⟨
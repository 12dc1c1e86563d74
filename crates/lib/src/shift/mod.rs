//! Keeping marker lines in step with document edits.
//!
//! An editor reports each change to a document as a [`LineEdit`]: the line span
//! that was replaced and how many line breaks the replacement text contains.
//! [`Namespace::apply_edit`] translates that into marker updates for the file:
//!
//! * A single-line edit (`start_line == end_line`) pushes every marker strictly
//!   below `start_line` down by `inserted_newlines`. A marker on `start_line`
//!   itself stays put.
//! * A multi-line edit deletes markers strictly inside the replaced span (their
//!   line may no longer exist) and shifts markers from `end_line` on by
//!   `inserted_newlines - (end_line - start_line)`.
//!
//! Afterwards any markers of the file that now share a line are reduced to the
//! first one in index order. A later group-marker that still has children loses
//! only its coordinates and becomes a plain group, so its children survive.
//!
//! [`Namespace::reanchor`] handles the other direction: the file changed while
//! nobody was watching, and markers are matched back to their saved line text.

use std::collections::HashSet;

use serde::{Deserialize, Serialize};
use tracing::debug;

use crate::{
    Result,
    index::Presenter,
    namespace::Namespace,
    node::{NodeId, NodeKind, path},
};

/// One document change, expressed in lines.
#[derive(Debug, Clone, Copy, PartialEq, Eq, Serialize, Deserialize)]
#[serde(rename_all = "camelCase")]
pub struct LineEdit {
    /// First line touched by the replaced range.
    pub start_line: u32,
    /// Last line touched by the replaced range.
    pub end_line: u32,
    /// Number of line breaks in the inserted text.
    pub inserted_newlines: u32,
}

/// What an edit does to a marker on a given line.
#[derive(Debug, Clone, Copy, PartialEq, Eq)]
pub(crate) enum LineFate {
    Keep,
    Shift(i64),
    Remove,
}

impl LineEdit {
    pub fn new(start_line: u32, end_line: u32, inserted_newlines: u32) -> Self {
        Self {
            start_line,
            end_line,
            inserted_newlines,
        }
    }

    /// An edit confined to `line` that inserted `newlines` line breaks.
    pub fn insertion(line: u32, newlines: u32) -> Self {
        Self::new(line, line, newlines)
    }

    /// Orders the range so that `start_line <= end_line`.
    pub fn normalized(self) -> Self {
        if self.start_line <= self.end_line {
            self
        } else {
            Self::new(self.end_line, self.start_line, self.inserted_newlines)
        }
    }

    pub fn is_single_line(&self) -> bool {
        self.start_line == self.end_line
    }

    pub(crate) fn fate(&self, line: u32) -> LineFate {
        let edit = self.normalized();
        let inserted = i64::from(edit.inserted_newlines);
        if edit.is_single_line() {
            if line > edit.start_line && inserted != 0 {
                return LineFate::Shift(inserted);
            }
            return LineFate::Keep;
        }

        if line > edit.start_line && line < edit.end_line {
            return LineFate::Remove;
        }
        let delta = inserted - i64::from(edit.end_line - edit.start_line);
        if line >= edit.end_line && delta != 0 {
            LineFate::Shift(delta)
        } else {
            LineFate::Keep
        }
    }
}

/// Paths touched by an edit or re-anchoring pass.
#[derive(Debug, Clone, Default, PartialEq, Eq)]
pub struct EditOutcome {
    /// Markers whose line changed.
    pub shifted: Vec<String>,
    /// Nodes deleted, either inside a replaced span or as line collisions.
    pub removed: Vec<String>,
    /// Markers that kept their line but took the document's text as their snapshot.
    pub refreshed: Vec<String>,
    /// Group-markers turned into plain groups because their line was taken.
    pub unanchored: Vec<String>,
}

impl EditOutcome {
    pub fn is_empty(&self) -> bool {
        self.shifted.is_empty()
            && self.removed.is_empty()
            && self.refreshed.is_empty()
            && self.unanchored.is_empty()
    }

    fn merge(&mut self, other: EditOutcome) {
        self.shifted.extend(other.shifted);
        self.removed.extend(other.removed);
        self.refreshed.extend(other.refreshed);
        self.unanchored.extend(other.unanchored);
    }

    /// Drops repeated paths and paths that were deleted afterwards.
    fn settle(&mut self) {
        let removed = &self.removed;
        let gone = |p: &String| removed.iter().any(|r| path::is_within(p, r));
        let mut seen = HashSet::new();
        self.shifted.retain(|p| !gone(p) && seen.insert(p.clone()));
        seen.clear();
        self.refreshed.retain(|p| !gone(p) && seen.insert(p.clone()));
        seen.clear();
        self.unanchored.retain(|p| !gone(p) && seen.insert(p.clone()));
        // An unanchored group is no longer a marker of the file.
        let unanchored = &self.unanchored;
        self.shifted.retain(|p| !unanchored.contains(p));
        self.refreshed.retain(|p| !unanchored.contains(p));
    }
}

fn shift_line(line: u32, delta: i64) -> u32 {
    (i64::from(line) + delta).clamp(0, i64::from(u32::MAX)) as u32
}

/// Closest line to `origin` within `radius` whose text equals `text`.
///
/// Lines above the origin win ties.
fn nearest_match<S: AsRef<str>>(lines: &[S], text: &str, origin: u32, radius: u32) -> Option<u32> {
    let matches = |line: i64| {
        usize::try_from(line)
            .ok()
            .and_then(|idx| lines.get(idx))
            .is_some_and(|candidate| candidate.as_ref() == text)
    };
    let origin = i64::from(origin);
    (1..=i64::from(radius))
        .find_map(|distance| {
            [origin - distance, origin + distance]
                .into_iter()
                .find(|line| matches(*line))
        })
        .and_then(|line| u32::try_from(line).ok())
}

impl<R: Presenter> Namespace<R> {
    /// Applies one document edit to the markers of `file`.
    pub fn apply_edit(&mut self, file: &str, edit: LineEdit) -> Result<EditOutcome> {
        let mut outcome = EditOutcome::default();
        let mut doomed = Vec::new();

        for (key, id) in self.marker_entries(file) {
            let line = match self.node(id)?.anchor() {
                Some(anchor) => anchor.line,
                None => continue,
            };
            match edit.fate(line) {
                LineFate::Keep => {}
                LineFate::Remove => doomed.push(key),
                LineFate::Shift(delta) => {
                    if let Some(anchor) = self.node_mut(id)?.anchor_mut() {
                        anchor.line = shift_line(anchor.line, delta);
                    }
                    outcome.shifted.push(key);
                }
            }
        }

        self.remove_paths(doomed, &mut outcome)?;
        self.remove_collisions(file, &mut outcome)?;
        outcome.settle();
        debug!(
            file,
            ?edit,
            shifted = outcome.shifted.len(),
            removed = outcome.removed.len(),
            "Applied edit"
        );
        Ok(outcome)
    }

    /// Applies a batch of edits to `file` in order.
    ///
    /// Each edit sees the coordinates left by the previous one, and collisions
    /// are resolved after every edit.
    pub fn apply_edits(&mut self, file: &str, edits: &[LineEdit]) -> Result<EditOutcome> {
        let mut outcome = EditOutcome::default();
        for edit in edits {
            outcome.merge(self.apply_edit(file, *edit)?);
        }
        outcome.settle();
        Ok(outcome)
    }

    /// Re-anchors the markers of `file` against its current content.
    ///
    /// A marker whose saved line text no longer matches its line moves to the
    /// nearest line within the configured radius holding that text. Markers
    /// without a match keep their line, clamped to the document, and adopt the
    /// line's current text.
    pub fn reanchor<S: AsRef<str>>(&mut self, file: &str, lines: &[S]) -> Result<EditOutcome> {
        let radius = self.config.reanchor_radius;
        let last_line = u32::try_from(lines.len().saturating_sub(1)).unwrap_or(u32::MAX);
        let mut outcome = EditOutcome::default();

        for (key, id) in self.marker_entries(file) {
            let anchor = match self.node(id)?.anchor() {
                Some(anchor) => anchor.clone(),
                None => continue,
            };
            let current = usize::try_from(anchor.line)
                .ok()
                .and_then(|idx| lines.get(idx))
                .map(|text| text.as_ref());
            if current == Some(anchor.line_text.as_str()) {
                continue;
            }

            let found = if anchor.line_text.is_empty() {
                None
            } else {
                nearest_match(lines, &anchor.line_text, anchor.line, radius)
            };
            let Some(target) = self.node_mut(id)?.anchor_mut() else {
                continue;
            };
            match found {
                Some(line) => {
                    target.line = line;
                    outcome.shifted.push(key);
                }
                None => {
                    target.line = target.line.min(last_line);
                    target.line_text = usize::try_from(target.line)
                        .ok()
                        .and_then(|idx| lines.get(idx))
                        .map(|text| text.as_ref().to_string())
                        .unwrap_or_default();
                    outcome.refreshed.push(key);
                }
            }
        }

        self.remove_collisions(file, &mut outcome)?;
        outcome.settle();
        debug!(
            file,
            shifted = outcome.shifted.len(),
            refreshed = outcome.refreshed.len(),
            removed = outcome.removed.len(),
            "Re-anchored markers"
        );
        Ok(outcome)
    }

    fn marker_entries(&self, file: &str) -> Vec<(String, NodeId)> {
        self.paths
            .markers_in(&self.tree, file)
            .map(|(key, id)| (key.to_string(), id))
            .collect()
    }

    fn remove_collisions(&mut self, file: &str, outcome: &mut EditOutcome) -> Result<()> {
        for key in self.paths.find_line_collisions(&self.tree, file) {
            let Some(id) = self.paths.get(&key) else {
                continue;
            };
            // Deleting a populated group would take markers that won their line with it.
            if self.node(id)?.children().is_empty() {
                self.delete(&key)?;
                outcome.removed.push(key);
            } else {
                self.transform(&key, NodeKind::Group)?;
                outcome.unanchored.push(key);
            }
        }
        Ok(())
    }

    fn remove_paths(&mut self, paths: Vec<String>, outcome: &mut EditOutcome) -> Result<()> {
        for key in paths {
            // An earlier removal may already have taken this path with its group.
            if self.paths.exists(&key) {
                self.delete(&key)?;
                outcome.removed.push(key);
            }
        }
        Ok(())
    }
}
⟩
⟨
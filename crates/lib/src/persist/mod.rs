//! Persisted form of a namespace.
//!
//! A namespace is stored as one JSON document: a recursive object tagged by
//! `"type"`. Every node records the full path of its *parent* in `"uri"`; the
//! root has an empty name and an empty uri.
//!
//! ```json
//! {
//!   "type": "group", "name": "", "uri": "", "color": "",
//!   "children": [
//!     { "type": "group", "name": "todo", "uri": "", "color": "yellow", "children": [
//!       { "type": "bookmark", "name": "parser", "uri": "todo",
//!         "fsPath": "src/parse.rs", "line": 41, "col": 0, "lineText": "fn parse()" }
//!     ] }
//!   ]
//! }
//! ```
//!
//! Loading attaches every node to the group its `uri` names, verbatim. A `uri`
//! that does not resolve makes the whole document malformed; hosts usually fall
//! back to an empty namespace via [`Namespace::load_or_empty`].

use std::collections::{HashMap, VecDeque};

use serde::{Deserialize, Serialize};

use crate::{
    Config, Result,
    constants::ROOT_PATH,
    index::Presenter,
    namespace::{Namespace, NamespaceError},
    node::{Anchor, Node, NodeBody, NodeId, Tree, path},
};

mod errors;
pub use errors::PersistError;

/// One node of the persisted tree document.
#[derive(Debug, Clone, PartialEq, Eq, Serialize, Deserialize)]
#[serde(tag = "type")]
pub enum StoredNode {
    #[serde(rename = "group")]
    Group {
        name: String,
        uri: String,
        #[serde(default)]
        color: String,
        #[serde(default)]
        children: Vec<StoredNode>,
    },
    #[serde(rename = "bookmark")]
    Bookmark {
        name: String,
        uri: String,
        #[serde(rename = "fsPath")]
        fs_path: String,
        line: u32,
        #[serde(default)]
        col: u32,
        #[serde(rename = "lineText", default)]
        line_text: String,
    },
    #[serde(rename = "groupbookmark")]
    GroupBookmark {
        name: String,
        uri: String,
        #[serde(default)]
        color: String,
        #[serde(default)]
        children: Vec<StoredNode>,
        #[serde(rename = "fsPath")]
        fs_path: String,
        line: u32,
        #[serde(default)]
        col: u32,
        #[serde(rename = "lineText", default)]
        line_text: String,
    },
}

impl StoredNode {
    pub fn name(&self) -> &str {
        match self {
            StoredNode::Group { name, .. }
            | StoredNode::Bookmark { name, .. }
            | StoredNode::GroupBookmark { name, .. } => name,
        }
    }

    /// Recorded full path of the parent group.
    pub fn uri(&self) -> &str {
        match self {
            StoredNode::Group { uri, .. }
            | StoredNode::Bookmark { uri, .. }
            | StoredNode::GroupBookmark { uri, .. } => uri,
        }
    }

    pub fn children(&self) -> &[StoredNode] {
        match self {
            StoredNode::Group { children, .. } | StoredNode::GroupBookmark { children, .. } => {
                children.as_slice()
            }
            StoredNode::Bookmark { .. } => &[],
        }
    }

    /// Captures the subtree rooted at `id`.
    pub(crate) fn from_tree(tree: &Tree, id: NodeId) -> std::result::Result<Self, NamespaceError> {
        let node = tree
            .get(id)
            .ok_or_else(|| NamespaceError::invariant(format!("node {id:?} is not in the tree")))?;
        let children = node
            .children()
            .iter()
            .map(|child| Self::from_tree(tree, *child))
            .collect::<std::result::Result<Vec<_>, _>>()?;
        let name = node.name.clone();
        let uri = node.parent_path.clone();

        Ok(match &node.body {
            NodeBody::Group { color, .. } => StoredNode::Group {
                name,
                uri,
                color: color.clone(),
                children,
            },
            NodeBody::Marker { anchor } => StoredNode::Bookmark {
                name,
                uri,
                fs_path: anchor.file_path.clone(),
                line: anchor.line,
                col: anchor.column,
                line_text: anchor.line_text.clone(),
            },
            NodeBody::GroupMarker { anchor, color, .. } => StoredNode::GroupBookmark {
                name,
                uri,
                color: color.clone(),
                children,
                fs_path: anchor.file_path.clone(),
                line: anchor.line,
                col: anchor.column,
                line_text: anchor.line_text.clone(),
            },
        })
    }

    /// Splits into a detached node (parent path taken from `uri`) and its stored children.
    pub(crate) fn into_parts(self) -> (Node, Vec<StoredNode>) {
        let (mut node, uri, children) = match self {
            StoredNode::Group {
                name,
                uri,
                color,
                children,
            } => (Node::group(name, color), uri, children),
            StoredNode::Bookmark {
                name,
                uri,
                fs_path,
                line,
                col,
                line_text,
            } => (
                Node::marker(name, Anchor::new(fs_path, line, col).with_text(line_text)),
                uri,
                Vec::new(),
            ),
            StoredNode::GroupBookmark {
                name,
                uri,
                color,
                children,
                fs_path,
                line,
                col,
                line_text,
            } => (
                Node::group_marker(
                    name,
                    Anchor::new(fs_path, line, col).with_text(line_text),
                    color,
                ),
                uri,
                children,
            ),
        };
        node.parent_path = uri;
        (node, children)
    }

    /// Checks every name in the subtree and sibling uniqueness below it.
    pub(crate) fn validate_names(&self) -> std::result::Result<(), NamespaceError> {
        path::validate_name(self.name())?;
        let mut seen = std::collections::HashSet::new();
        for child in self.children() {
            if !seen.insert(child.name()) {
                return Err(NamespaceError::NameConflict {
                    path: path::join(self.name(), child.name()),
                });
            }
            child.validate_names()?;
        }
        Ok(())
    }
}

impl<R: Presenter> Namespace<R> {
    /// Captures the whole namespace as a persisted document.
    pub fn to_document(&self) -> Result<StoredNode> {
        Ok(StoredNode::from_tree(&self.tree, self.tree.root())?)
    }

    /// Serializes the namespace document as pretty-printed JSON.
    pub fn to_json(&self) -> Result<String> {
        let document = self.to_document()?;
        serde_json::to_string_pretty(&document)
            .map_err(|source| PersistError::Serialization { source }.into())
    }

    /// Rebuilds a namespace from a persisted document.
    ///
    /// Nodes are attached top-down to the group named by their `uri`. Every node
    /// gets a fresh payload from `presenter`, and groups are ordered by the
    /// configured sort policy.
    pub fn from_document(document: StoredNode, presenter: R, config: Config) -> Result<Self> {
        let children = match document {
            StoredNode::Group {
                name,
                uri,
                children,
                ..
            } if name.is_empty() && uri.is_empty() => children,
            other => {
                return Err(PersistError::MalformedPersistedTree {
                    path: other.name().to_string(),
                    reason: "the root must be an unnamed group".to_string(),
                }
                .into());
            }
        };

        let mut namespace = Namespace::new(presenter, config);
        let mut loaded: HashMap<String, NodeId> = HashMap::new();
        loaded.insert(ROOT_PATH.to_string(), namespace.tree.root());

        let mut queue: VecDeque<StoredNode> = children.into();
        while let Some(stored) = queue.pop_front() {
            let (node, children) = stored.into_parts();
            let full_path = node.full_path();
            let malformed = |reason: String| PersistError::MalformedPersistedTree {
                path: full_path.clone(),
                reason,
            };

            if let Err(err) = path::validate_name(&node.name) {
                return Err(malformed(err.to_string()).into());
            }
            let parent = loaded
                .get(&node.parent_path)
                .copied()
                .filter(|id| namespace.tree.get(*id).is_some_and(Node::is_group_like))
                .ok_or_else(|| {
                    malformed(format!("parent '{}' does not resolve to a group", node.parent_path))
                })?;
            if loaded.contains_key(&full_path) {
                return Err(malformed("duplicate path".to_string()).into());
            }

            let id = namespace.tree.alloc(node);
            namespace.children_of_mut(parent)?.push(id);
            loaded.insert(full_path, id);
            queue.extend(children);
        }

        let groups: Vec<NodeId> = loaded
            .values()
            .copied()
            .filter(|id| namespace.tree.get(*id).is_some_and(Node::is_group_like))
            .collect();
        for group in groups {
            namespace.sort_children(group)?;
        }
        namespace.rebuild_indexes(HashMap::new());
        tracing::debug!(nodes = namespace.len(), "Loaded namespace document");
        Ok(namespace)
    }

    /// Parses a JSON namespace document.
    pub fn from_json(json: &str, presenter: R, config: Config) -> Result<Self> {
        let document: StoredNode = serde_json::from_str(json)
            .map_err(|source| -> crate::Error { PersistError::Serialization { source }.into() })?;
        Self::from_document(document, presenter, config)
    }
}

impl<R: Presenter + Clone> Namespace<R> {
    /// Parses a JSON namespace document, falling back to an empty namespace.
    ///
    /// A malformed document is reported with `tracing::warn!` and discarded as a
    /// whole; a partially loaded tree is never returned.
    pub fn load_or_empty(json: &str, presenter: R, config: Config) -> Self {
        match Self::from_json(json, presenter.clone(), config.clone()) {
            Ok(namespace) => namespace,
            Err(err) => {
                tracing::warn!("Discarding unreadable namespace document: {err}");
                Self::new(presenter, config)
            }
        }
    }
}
⟩
WORK INSTRUCTIONS -> Locate all lines in the listing above with the word "whose" and copy them.

ANSWER TO THIS TASK ->
    /// Markers whose line changed.
/// Closest line to `origin` within `radius` whose text equals `text`.
    /// A marker whose saved line text no longer matches its line moves to the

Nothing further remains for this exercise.